3. Keeping Jalen Brunson in Rhythm
Brunson’s 30.3 percent usage rate is 13th in the league, and opponents have doubled him more frequently. He committed seven of the team’s 19 turnovers against the Lakers and was 16-for-50 over a three-game stretch versus Los Angeles, Denver and Oklahoma City. After averaging 29.4 points in his first 30 games, he has posted 23.1 over the last 31. Brown attributes the dip to normal variance and stresses the need to keep Brunson healthy after last season’s ankle sprain sidelined him a month.
4. Managing Mitchell Robinson’s Minutes
Mitchell Robinson, limited to 48 games over the previous two seasons, has already matched that total this year by sitting one side of back-to-backs and averaging 19.2 minutes. Guided by vice president of sports medicine Casey Smith, the plan aims to preserve Robinson’s elite offensive rebounding — 8.0 per 36 minutes, tops in the league — for the postseason. Although his free-throw accuracy has fallen back to 39.5 percent, Brown views Robinson’s second-chance creation as crucial to the Knicks’ sixth-ranked three-point output.
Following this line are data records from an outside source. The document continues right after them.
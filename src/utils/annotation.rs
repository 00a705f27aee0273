//! Gene and pathogenic-locus annotation of merged loci.
//!
//! Both indices key chromosomes without their `chr` prefix so tables written with
//! either naming style match calls written with the other.

use std::collections::BTreeSet;
use std::fs::File;
use std::io::{BufRead, BufReader};
use std::str::FromStr;

use indexmap::IndexSet;
use log::info;

use crate::cnv::call::CopyType;
use crate::error::{MergeError, MergeResult};
use crate::utils::bed::{BedRegion, read_bed};
use crate::utils::contig::strip_chr_prefix;
use crate::utils::interval_index::{IndexedInterval, IntervalIndex};

/// Calls longer than this are always flagged as `LargeDel` / `LargeDup`.
pub const LARGE_CNV_LENGTH: u32 = 25_000_000;

/// Tie-break order when a locus hits several pathogenic regions.
pub const PATHOGENIC_PRIORITY: [&str; 6] = ["LargeDel", "LargeDup", "15q13.3del", "15q13.3dup", "2q13del", "2q13dup"];

pub trait GeneAnnotator {
    /// Names of genes overlapping `[start, end)`, each once.
    fn overlapping_genes(&self, chrom: &str, start: u32, end: u32) -> Vec<String>;
}

pub trait PathogenicAnnotator {
    /// Names of pathogenic loci matched by a CNV of `copy_type` spanning `[start, end)`.
    fn overlapping_loci(
        &self,
        chrom: &str,
        start: u32,
        end: u32,
        genes: &[String],
        copy_type: CopyType,
    ) -> MergeResult<Vec<String>>;
}

/// Annotator for runs without gene or pathogenic tables.
#[derive(Debug, Clone, Copy, Default)]
pub struct NoAnnotation;

impl GeneAnnotator for NoAnnotation {
    fn overlapping_genes(&self, _chrom: &str, _start: u32, _end: u32) -> Vec<String> {
        Vec::new()
    }
}

impl PathogenicAnnotator for NoAnnotation {
    fn overlapping_loci(&self, _: &str, _: u32, _: u32, _: &[String], _: CopyType) -> MergeResult<Vec<String>> {
        Ok(Vec::new())
    }
}

/// Collapse a set of pathogenic hits into the single name reported in the VCF.
///
/// One hit is reported as is; several are resolved through `PATHOGENIC_PRIORITY`, and
/// an unresolvable combination reports nothing.
pub fn resolve_pathogenic(hits: &[String]) -> Option<String> {
    match hits {
        [] => None,
        [only] => Some(only.clone()),
        _ => PATHOGENIC_PRIORITY
            .iter()
            .find(|&&p| hits.iter().any(|h| h == p))
            .map(|p| p.to_string()),
    }
}

// ============================================================================
// Genes
// ============================================================================

pub struct GeneIndex {
    index: IntervalIndex<String>,
}

impl GeneIndex {
    pub fn from_regions(regions: Vec<BedRegion>) -> Self {
        let entries = regions
            .into_iter()
            .filter(|r| r.start < r.end)
            .map(|r| IndexedInterval {
                chrom: strip_chr_prefix(&r.chrom).to_string(),
                start: r.start,
                end: r.end,
                value: r.name,
            })
            .collect();
        Self { index: IntervalIndex::build(entries) }
    }

    pub fn load(bed_path: &str) -> Result<Self, Box<dyn std::error::Error>> {
        let index = Self::from_regions(read_bed(bed_path)?);
        info!("Loaded {} gene intervals from {}", index.len(), bed_path);
        Ok(index)
    }

    pub fn len(&self) -> usize {
        self.index.len()
    }

    pub fn is_empty(&self) -> bool {
        self.index.is_empty()
    }
}

impl GeneAnnotator for GeneIndex {
    fn overlapping_genes(&self, chrom: &str, start: u32, end: u32) -> Vec<String> {
        let names: IndexSet<&str> = self
            .index
            .overlapping(strip_chr_prefix(chrom), start, end)
            .into_iter()
            .map(|e| e.value.as_str())
            .collect();
        names.into_iter().map(str::to_string).collect()
    }
}

// ============================================================================
// Pathogenic loci
// ============================================================================

/// How a CNV must relate to a pathogenic locus to be reported against it.
#[derive(Debug, Clone, Copy, PartialEq, Eq)]
pub enum PathogenicRule {
    /// More than half the locus covered
    Fifty,
    /// More than 95% of the locus covered
    OneHundred,
    /// More than half covered and every required gene hit
    GeneRequired,
    /// CNV of at least 1 Mb hitting every required gene
    MbGene,
    /// More than 95% of the locus covered
    Dup,
    /// Any exon of the locus hit
    Exons,
    /// At least 1 Mb of the locus covered
    Mb,
    /// At least 1 Mb of the locus covered
    SegDup,
}

impl FromStr for PathogenicRule {
    type Err = String;

    fn from_str(s: &str) -> Result<Self, Self::Err> {
        match s {
            "FIFTY" => Ok(PathogenicRule::Fifty),
            "ONEHUNDRED" => Ok(PathogenicRule::OneHundred),
            "GENEREQUIRED" => Ok(PathogenicRule::GeneRequired),
            "MBGENE" => Ok(PathogenicRule::MbGene),
            "DUP" => Ok(PathogenicRule::Dup),
            "EXONS" => Ok(PathogenicRule::Exons),
            "MB" => Ok(PathogenicRule::Mb),
            "SEGDUP" => Ok(PathogenicRule::SegDup),
            other => Err(format!("Unknown pathogenic rule type: {}", other)),
        }
    }
}

const ONE_MB: u32 = 1_000_000;

#[derive(Debug, Clone)]
pub struct PathogenicLocus {
    pub name: String,
    pub start: u32,
    pub end: u32,
    pub copy_number: i32,
    pub rule: PathogenicRule,
    pub required_genes: Vec<String>,
    /// Half-open exon intervals in genome coordinates
    pub exons: Vec<(u32, u32)>,
}

impl PathogenicLocus {
    pub fn length(&self) -> u32 {
        self.end - self.start
    }

    fn matches_class(&self, copy_type: CopyType) -> bool {
        match copy_type {
            CopyType::Del => self.copy_number < 2,
            CopyType::Dup => self.copy_number > 2,
        }
    }

    fn hits_exon(&self, start: u32, end: u32) -> bool {
        self.exons.iter().any(|&(s, e)| s < end && start < e)
    }

    fn has_genes(&self, genes: &[String]) -> bool {
        self.required_genes.iter().all(|g| genes.contains(g))
    }

    /// Whether a CNV `[start, end)` with overlap `(bp, fraction)` satisfies this locus' rule.
    fn accepts(&self, start: u32, end: u32, bp: u32, fraction: f64, genes: &[String]) -> bool {
        match self.rule {
            PathogenicRule::Fifty => fraction > 0.5,
            PathogenicRule::OneHundred | PathogenicRule::Dup => fraction > 0.95,
            PathogenicRule::GeneRequired => fraction > 0.5 && self.has_genes(genes),
            PathogenicRule::MbGene => end - start >= ONE_MB && self.has_genes(genes),
            PathogenicRule::Exons => self.hits_exon(start, end),
            PathogenicRule::Mb | PathogenicRule::SegDup => bp >= ONE_MB,
        }
    }
}

/// Covered base pairs of the locus and the covered fraction of its length.
///
/// Fails if the CNV and the locus do not actually overlap.
pub fn locus_overlap(start: u32, end: u32, locus_start: u32, locus_end: u32) -> MergeResult<(u32, f64)> {
    let locus_len = (locus_end - locus_start) as f64;
    let bp = if start <= locus_start && end >= locus_end {
        // Locus fully covered
        Some(locus_end - locus_start)
    } else if start >= locus_start && end <= locus_end {
        // CNV inside the locus
        Some(end - start)
    } else if end > locus_end {
        // Overhangs the right edge
        locus_end.checked_sub(start).filter(|&bp| bp > 0)
    } else {
        // Overhangs the left edge
        end.checked_sub(locus_start).filter(|&bp| bp > 0)
    };

    match bp {
        Some(bp) if bp > 0 => Ok((bp, bp as f64 / locus_len)),
        _ => Err(MergeError::GeometryInvariantViolation(format!(
            "{}-{} vs locus {}-{}",
            start, end, locus_start, locus_end
        ))),
    }
}

/// Pathogenic loci split into deletion and duplication indices.
pub struct PathogenicIndex {
    del: IntervalIndex<PathogenicLocus>,
    dup: IntervalIndex<PathogenicLocus>,
}

fn parse_gene_list(field: &str) -> Vec<String> {
    if field == "null" || field.is_empty() {
        return Vec::new();
    }
    field.split(',').filter(|g| !g.is_empty()).map(str::to_string).collect()
}

fn parse_exons(anchor: &str, lengths: &str, starts: &str) -> Result<Vec<(u32, u32)>, String> {
    if anchor == "null" || anchor.is_empty() {
        return Ok(Vec::new());
    }
    let anchor: u32 = anchor.parse().map_err(|e| format!("Invalid exon anchor {}: {}", anchor, e))?;
    let lengths: Vec<&str> = lengths.split(',').collect();
    let starts: Vec<&str> = starts.split(',').collect();
    if lengths.len() != starts.len() {
        return Err(format!("{} exon lengths but {} exon starts", lengths.len(), starts.len()));
    }
    starts
        .iter()
        .zip(&lengths)
        .map(|(s, l)| {
            let offset: u32 = s.parse().map_err(|e| format!("Invalid exon start {}: {}", s, e))?;
            let len: u32 = l.parse().map_err(|e| format!("Invalid exon length {}: {}", l, e))?;
            let exon_start = anchor + offset;
            Ok((exon_start, exon_start + len))
        })
        .collect()
}

impl PathogenicIndex {
    pub fn load(path: &str) -> Result<Self, Box<dyn std::error::Error>> {
        let file = File::open(path)
            .map_err(|e| std::io::Error::other(format!("Error opening pathogenic table {}: {}", path, e)))?;
        let index = Self::from_reader(BufReader::new(file))?;
        info!("Loaded {} pathogenic loci from {}", index.len(), path);
        Ok(index)
    }

    pub fn from_reader<R: BufRead>(reader: R) -> Result<Self, Box<dyn std::error::Error>> {
        let mut del = Vec::new();
        let mut dup = Vec::new();

        for (i, line) in reader.lines().enumerate() {
            let line = line?;
            if line.trim().is_empty() || line.starts_with('#') {
                continue;
            }
            let parts: Vec<&str> = line.split('\t').collect();
            if parts.len() < 10 {
                return Err(format!(
                    "Malformed pathogenic line {} (expected 10 columns, got {}): {}",
                    i + 1,
                    parts.len(),
                    line
                )
                .into());
            }
            let start: u32 = parts[1].parse().map_err(|e| format!("Invalid start at line {}: {}", i + 1, e))?;
            let end: u32 = parts[2].parse().map_err(|e| format!("Invalid end at line {}: {}", i + 1, e))?;
            if start >= end {
                return Err(format!("Empty pathogenic locus at line {}", i + 1).into());
            }
            let copy_number: i32 = parts[4]
                .parse()
                .map_err(|e| format!("Invalid copy number at line {}: {}", i + 1, e))?;
            let rule: PathogenicRule = parts[5].parse()?;
            let exons = parse_exons(parts[7], parts[8], parts[9]).map_err(|e| format!("Line {}: {}", i + 1, e))?;

            let entry = IndexedInterval {
                chrom: strip_chr_prefix(parts[0]).to_string(),
                start,
                end,
                value: PathogenicLocus {
                    name: parts[3].to_string(),
                    start,
                    end,
                    copy_number,
                    rule,
                    required_genes: parse_gene_list(parts[6]),
                    exons,
                },
            };
            if copy_number == 3 {
                dup.push(entry);
            } else {
                del.push(entry);
            }
        }

        Ok(Self { del: IntervalIndex::build(del), dup: IntervalIndex::build(dup) })
    }

    pub fn len(&self) -> usize {
        self.del.len() + self.dup.len()
    }

    pub fn is_empty(&self) -> bool {
        self.len() == 0
    }
}

impl PathogenicAnnotator for PathogenicIndex {
    fn overlapping_loci(
        &self,
        chrom: &str,
        start: u32,
        end: u32,
        genes: &[String],
        copy_type: CopyType,
    ) -> MergeResult<Vec<String>> {
        let index = match copy_type {
            CopyType::Del => &self.del,
            CopyType::Dup => &self.dup,
        };

        let mut loci = BTreeSet::new();
        for hit in index.overlapping(strip_chr_prefix(chrom), start, end) {
            let locus = &hit.value;
            let (bp, fraction) = locus_overlap(start, end, locus.start, locus.end)?;
            if locus.matches_class(copy_type) && locus.accepts(start, end, bp, fraction, genes) {
                loci.insert(locus.name.clone());
            }
        }

        if end - start > LARGE_CNV_LENGTH {
            loci.insert(match copy_type {
                CopyType::Del => "LargeDel".to_string(),
                CopyType::Dup => "LargeDup".to_string(),
            });
        }
        Ok(loci.into_iter().collect())
    }
}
5. Enforcing Accountability — Coaches Included
Brown inherited a roster familiar with one another and has leaned on holdover assistants for guidance. Early friction surfaced when players such as Josh Hart were benched late in games, but the Knicks have since climbed to third in offensive rating and sixth in three-pointers made while improving from 14th to eighth on defense. Brown, often blunt after losses like Sunday’s defeat to a LeBron-less Lakers squad, insists there is “no sugarcoating” as New York tries to avoid sliding behind Cleveland or into a potential first-round matchup with Detroit, a team that has beaten the Knicks three times this season.
Owner James Dolan has declared at least an NBA Finals appearance as the season’s baseline. Whether Brown can meet that benchmark will depend on how effectively the Knicks address these five areas before the real season begins.